# number of possible combinations of events

I am not a mathematician but I'm giving a lecture on the scope of a number of people in a given group to interact.

1. There are 40 people in an affinity group
2. Each person has 10 unique items of knowledge relevant to a given subject matter
3. they meet to converse.
4. a conversation can be defined as sharing any one of the 10 items that each person has with any other two, three or four people in the whole group.

Is there a simple formula for figuring out the total number of permutations and combinations of different discussions that could be had. If there is not could someone give me an estimate or calculation of the number.

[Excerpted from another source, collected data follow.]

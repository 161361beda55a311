use serde::{Deserialize, Serialize};
use std::borrow::Borrow;
use std::fmt;

macro_rules! define_name_type {
    ($name:ident) => {
        #[derive(Clone, Debug, PartialEq, Eq, PartialOrd, Ord, Hash, Serialize, Deserialize)]
        #[serde(transparent)]
        pub struct $name(pub String);

        impl $name {
            pub fn new(value: impl Into<String>) -> Self {
                $name(value.into())
            }

            pub fn as_str(&self) -> &str {
                &self.0
            }
        }

        impl fmt::Display for $name {
            fn fmt(&self, f: &mut fmt::Formatter<'_>) -> fmt::Result {
                f.write_str(&self.0)
            }
        }

        impl From<&str> for $name {
            fn from(value: &str) -> Self {
                $name(value.to_string())
            }
        }

        impl From<String> for $name {
            fn from(value: String) -> Self {
                $name(value)
            }
        }

        // Lets maps keyed by the newtype be queried with a plain &str.
        impl Borrow<str> for $name {
            fn borrow(&self) -> &str {
                &self.0
            }
        }
    };
}

// Instrument/pair identifier, e.g. "btcusd".
define_name_type!(MetricName);
// Venue identifier reporting a price, e.g. "kraken".
define_name_type!(MarketId);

• I am not sure I interpreted 4 correctly. I took it that a group of people split off and share facts. If that isn't what you meant, please clarify. – Ross Millikan Jun 4 '14 at 21:56

For three people meeting, you have $40 \choose 3$ ways to pick the group of three. Then if only one of them shares exactly one fact, you have $3$ ways to choose the sharer and $10$ ways for the sharer to choose the fact, for a total ${40 \choose 3}\cdot 3 \cdot 10=296,400$ conversations. For sharing with $3$ or $4$, you can just change the $3$'s to $4$ or $5$
If each person in a three way conversation shares one fact, you have $40 \choose 3$ ways to choose the group and each one has $10$ choices of facts, giving ${40 \choose 3}10^3=9,880,000$ three way conversations.